Mango is genuinely high in vitamin C. A single whole mango delivers about 122 mg of vitamin C, which is roughly 135% of the recommended daily amount. That actually puts it ahead of an orange, one of the fruits most people associate with this nutrient.
How Much Vitamin C Is in a Mango
Per 100 grams of fresh raw mango, you get about 36.4 mg of vitamin C. That number might sound modest, but mangoes are large fruits. A cup of sliced mango (about 165 grams) provides around 67% of your daily vitamin C needs, and eating a whole mango easily pushes you past 100%.
For context, the recommended daily intake of vitamin C is 90 mg for adult men and 75 mg for adult women. One mango covers that without any help from the rest of your diet.
Mango vs. Other High Vitamin C Fruits
Most people assume oranges are the gold standard for vitamin C, but mango actually surpasses them. A navel orange provides about 83 mg of vitamin C (92% of the daily value), while a whole mango hits 122 mg (135%). Here’s how mango stacks up against other well-known sources:
- Guava: 125 mg per fruit (138% daily value)

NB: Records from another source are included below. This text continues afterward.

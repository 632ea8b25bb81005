use serde_json::Value;
use tabled::{builder::Builder, Table};

use super::{format_value, summary_of, BOND_COLUMNS};

/// Next-maturity columns shown under the summary.
const NEXT_MATURITY_COLUMNS: [&str; 5] = ["isin", "issuer", "maturity", "years_to_maturity", "ytm"];

/// Format output as tables using the tabled crate.
pub fn print_table(value: &Value) {
    if let Some(Value::Array(bonds)) = value.get("bonds") {
        if bonds.is_empty() {
            println!("(no bonds)");
        } else {
            println!("{}", records_table(bonds, &BOND_COLUMNS));
        }
        println!();
    }

    let summary = summary_of(value);
    let Value::Object(map) = summary else {
        println!("{}", summary);
        return;
    };

    let mut builder = Builder::default();
    builder.push_record(["Field", "Value"]);
    for (key, val) in map {
        if !val.is_object() && !val.is_array() {
            builder.push_record([key.as_str(), &format_value(val, "null")]);
        }
    }
    println!("{}", Table::from(builder));

    if let Some(Value::Object(ladder)) = map.get("ladder") {
        let mut builder = Builder::default();
        builder.push_record(["Bucket", "Count"]);
        for (bucket, n) in ladder {
            builder.push_record([bucket.as_str(), &format_value(n, "0")]);
        }
        println!("\nMaturity ladder:\n{}", Table::from(builder));
    }

    if let Some(Value::Array(next)) = map.get("next_maturities") {
        if !next.is_empty() {
            println!(
                "\nNext maturities:\n{}",
                records_table(next, &NEXT_MATURITY_COLUMNS)
            );
        }
    }
}

fn records_table(records: &[Value], columns: &[&str]) -> Table {
    let mut builder = Builder::default();
    builder.push_record(columns.iter().copied());
    for record in records {
        let row: Vec<String> = columns
            .iter()
            .map(|c| record.get(*c).map(|v| format_value(v, "")).unwrap_or_default())
            .collect();
        builder.push_record(row);
    }
    Table::from(builder)
}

- Mango: 122 mg per fruit (135% daily value)
- Strawberries: 119 mg per cup (132% daily value)
- Papaya: 88 mg per cup (98% daily value)
- Orange: 83 mg per fruit (92% daily value)
Red bell peppers top nearly everything at 128 mg per cup, but among fruits, mango sits near the very top of the list. If you eat a mango and a cup of strawberries in the same day, you’ve taken in more than double the vitamin C your body needs.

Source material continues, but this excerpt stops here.